(THE TASK)
Every entry that follows should be output again, word for word.

(RECORDS)
::::::::

//! Test doubles shared by unit tests (in `src/`) and integration tests (in
//! `tests/`). Compiled for tests and behind the `test-support` feature.

pub mod accounts;
pub mod clock;
pub mod weather;
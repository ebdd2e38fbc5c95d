//! Immutable connection settings for the OpenWeather adapter.

use std::fmt;
use std::time::Duration;

use reqwest::Url;
use zeroize::Zeroizing;

/// Placeholder printed wherever the API key would otherwise appear.
pub const REDACTED: &str = "******";

/// OpenWeather API key. Never printed; wiped from memory on drop.
#[derive(Clone)]
pub struct ApiKey(Zeroizing<String>);

impl ApiKey {
    pub fn new(raw: impl Into<String>) -> Self {
        Self(Zeroizing::new(raw.into()))
    }

    pub(crate) fn expose(&self) -> &str {
        self.0.as_str()
    }
}

impl fmt::Debug for ApiKey {
    fn fmt(&self, f: &mut fmt::Formatter<'_>) -> fmt::Result {
        f.write_str(REDACTED)
    }
}

/// Where and how to reach the provider.
#[derive(Debug, Clone)]
pub struct OpenWeatherConfig {
    /// Base URL, e.g. `https://api.openweathermap.org/data/2.5`.
    pub base_url: Url,
    pub api_key: ApiKey,
    /// Whole-request timeout enforced by the HTTP client.
    pub request_timeout: Duration,
}
//! City names used as the lookup key for weather, forecasts and favourites.
//!
//! The raw string is kept verbatim. No case folding or whitespace trimming is
//! applied, so `"London"` and `"london"` are distinct cities with distinct
//! cache entries and distinct upstream calls.

use std::fmt;

use serde::{Deserialize, Serialize};
use thiserror::Error;

/// Minimum number of characters accepted in a city name.
pub const CITY_MIN_CHARS: usize = 2;
/// Maximum number of characters accepted in a city name.
pub const CITY_MAX_CHARS: usize = 60;

/// Validation failures raised by [`City::new`].
#[derive(Debug, Clone, PartialEq, Eq, Error)]
pub enum CityValidationError {
    #[error("city must not be blank")]
    Blank,
    #[error("city must be at least {min} characters")]
    TooShort { min: usize },
    #[error("city must be at most {max} characters")]
    TooLong { max: usize },
}

impl CityValidationError {
    /// Stable machine-readable code used in validation error details.
    pub fn code(&self) -> &'static str {
        match self {
            Self::Blank => "blank_city",
            Self::TooShort { .. } => "city_too_short",
            Self::TooLong { .. } => "city_too_long",
        }
    }
}

/// Validated city name.
///
/// # Examples
/// ```
/// use weather_gateway::domain::City;
///
/// let city = City::new("Paris").expect("valid city");
/// assert_eq!(city.as_str(), "Paris");
/// assert!(City::new(" ").is_err());
/// ```
#[derive(Debug, Clone, PartialEq, Eq, Hash, Serialize, Deserialize)]
#[serde(try_from = "String", into = "String")]
pub struct City(String);

impl City {
    pub fn new(value: impl Into<String>) -> Result<Self, CityValidationError> {
        let raw = value.into();
        if raw.trim().is_empty() {
            return Err(CityValidationError::Blank);
        }
        let length = raw.chars().count();
        if length < CITY_MIN_CHARS {
            return Err(CityValidationError::TooShort {
                min: CITY_MIN_CHARS,
            });
        }
        if length > CITY_MAX_CHARS {
            return Err(CityValidationError::TooLong {
                max: CITY_MAX_CHARS,
            });
        }
        Ok(Self(raw))
    }

    pub fn as_str(&self) -> &str {
        self.0.as_str()
    }
}

impl fmt::Display for City {
    fn fmt(&self, f: &mut fmt::Formatter<'_>) -> fmt::Result {
        f.write_str(&self.0)
    }
}

impl AsRef<str> for City {
    fn as_ref(&self) -> &str {
        self.as_str()
    }
}

impl TryFrom<String> for City {
    type Error = CityValidationError;

    fn try_from(value: String) -> Result<Self, Self::Error> {
        Self::new(value)
    }
}

impl TryFrom<&str> for City {
    type Error = CityValidationError;

    fn try_from(value: &str) -> Result<Self, Self::Error> {
        Self::new(value)
    }
}

impl From<City> for String {
    fn from(value: City) -> Self {
        value.0
    }
}

#[cfg(test)]
mod tests {
    use super::*;
    use rstest::rstest;

    #[rstest]
    #[case("")]
    #[case("   ")]
    #[case("\t\n")]
    fn blank_names_are_rejected(#[case] raw: &str) {
        assert_eq!(City::new(raw), Err(CityValidationError::Blank));
    }

    #[rstest]
    fn single_character_is_too_short() {
        assert_eq!(
            City::new("X"),
            Err(CityValidationError::TooShort { min: 2 })
        );
    }

    #[rstest]
    fn sixty_one_characters_is_too_long() {
        let raw = "a".repeat(61);
        assert_eq!(
            City::new(raw),
            Err(CityValidationError::TooLong { max: 60 })
        );
    }

    #[rstest]
    #[case("Rio")]
    #[case("São Paulo")]
    #[case(" London ")]
    fn names_are_kept_verbatim(#[case] raw: &str) {
        let city = City::new(raw).expect("valid city");
        assert_eq!(city.as_str(), raw);
    }

    #[rstest]
    fn length_counts_characters_not_bytes() {
        let raw = "é".repeat(60);
        assert!(City::new(raw).is_ok());
    }

    #[rstest]
    fn case_is_significant() {
        let upper = City::new("London").expect("valid city");
        let lower = City::new("london").expect("valid city");
        assert_ne!(upper, lower);
    }

    #[rstest]
    fn deserialisation_validates() {
        let err = serde_json::from_str::<City>("\"A\"").expect_err("too short");
        assert!(err.to_string().contains("at least 2"));
        let city: City = serde_json::from_str("\"Oslo\"").expect("valid city");
        assert_eq!(city.as_str(), "Oslo");
    }
}
//! OpenWeather outbound adapter.
//!
//! Thin HTTP implementation of the `WeatherSource` port over the provider's
//! `/weather` and `/forecast` endpoints.

mod config;
mod dto;
mod http_source;

pub use config::{ApiKey, OpenWeatherConfig, REDACTED};
pub use http_source::{OpenWeatherClientError, OpenWeatherHttpSource, redacted_query};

::::::::

(TASK RESPONSE)
//! Test doubles shared by unit tests (in `src/`) and integration tests (in
//! `tests/`). Compiled for tests and behind the `test-support` feature.

pub mod accounts;
pub mod clock;
pub mod weather;
repository ebdd2e38fbc5c95d
//! Immutable connection settings for the OpenWeather adapter.

use std::fmt;
use std::time::Duration;

use reqwest::Url;
use zeroize::Zeroizing;

/// Placeholder printed wherever the API key would otherwise appear.
pub const REDACTED: &str = "******";

/// OpenWeather API key. Never printed; wiped from memory on drop.
#[derive(Clone)]
pub struct ApiKey(Zeroizing<String>);

impl ApiKey {
    pub fn new(raw: impl Into<String>) -> Self {
        Self(Zeroizing::new(raw.into()))
    }

    pub(crate) fn expose(&self) -> &str {
        self.0.as_str()
    }
}

impl fmt::Debug for ApiKey {
    fn fmt(&self, f: &mut fmt::Formatter<'_>) -> fmt::Result {
        f.write_str(REDACTED)
    }
}

/// Where and how to reach the provider.
#[derive(Debug, Clone)]
pub struct OpenWeatherConfig {
    /// Base URL, e.g. `https://api.openweathermap.org/data/2.5`.
    pub base_url: Url,
    pub api_key: ApiKey,
    /// Whole-request timeout enforced by the HTTP client.
    pub request_timeout: Duration,
}
//! City names used as the lookup key for weather, forecasts and favourites.
//!
//! The raw string is kept verbatim. No case folding or whitespace trimming is
//! applied, so `"London"` and `"london"` are distinct cities with distinct
//! cache entries and distinct upstream calls.

use std::fmt;

use serde::{Deserialize, Serialize};
use thiserror::Error;

/// Minimum number of characters accepted in a city name.
pub const CITY_MIN_CHARS: usize = 2;
/// Maximum number of characters accepted in a city name.
pub const CITY_MAX_CHARS: usize = 60;

/// Validation failures raised by [`City::new`].
#[derive(Debug, Clone, PartialEq, Eq, Error)]
pub enum CityValidationError {
    #[error("city must not be blank")]
    Blank,
    #[error("city must be at least {min} characters")]
    TooShort { min: usize },
    #[error("city must be at most {max} characters")]
    TooLong { max: usize },
}

impl CityValidationError {
    /// Stable machine-readable code used in validation error details.
    pub fn code(&self) -> &'static str {
        match self {
            Self::Blank => "blank_city",
            Self::TooShort { .. } => "city_too_short",
            Self::TooLong { .. } => "city_too_long",
        }
    }
}

/// Validated city name.
///
/// # Examples
/// ```
/// use weather_gateway::domain::City;
///
/// let city = City::new("Paris").expect("valid city");
/// assert_eq!(city.as_str(), "Paris");
/// assert!(City::new(" ").is_err());
/// ```
#[derive(Debug, Clone, PartialEq, Eq, Hash, Serialize, Deserialize)]
#[serde(try_from = "String", into = "String")]
pub struct City(String);

impl City {
    pub fn new(value: impl Into<String>) -> Result<Self, CityValidationError> {
        let raw = value.into();
        if raw.trim().is_empty() {
            return Err(CityValidationError::Blank);
        }
        let length = raw.chars().count();
        if length < CITY_MIN_CHARS {
            return Err(CityValidationError::TooShort {
                min: CITY_MIN_CHARS,
            });
        }
        if length > CITY_MAX_CHARS {
            return Err(CityValidationError::TooLong {
                max: CITY_MAX_CHARS,
            });
        }
        Ok(Self(raw))
    }

    pub fn as_str(&self) -> &str {
        self.0.as_str()
    }
}

impl fmt::Display for City {
    fn fmt(&self, f: &mut fmt::Formatter<'_>) -> fmt::Result {
        f.write_str(&self.0)
    }
}

impl AsRef<str> for City {
    fn as_ref(&self) -> &str {
        self.as_str()
    }
}

impl TryFrom<String> for City {
    type Error = CityValidationError;

    fn try_from(value: String) -> Result<Self, Self::Error> {
        Self::new(value)
    }
}

impl TryFrom<&str> for City {
    type Error = CityValidationError;

    fn try_from(value: &str) -> Result<Self, Self::Error> {
        Self::new(value)
    }
}

impl From<City> for String {
    fn from(value: City) -> Self {
        value.0
    }
}

#[cfg(test)]
mod tests {
    use super::*;
    use rstest::rstest;

    #[rstest]
    #[case("")]
    #[case("   ")]
    #[case("\t\n")]
    fn blank_names_are_rejected(#[case] raw: &str) {
        assert_eq!(City::new(raw), Err(CityValidationError::Blank));
    }

    #[rstest]
    fn single_character_is_too_short() {
        assert_eq!(
            City::new("X"),
            Err(CityValidationError::TooShort { min: 2 })
        );
    }

    #[rstest]
    fn sixty_one_characters_is_too_long() {
        let raw = "a".repeat(61);
        assert_eq!(
            City::new(raw),
            Err(CityValidationError::TooLong { max: 60 })
        );
    }

    #[rstest]
    #[case("Rio")]
    #[case("São Paulo")]
    #[case(" London ")]
    fn names_are_kept_verbatim(#[case] raw: &str) {
        let city = City::new(raw).expect("valid city");
        assert_eq!(city.as_str(), raw);
    }

    #[rstest]
    fn length_counts_characters_not_bytes() {
        let raw = "é".repeat(60);
        assert!(City::new(raw).is_ok());
    }

    #[rstest]
    fn case_is_significant() {
        let upper = City::new("London").expect("valid city");
        let lower = City::new("london").expect("valid city");
        assert_ne!(upper, lower);
    }

    #[rstest]
    fn deserialisation_validates() {
        let err = serde_json::from_str::<City>("\"A\"").expect_err("too short");
        assert!(err.to_string().contains("at least 2"));
        let city: City = serde_json::from_str("\"Oslo\"").expect("valid city");
        assert_eq!(city.as_str(), "Oslo");
    }
}
//! OpenWeather outbound adapter.
//!
//! Thin HTTP implementation of the `WeatherSource` port over the provider's
//! `/weather` and `/forecast` endpoints.

mod config;
mod dto;
mod http_source;

pub use config::{ApiKey, OpenWeatherConfig, REDACTED};
pub use http_source::{OpenWeatherClientError, OpenWeatherHttpSource, redacted_query};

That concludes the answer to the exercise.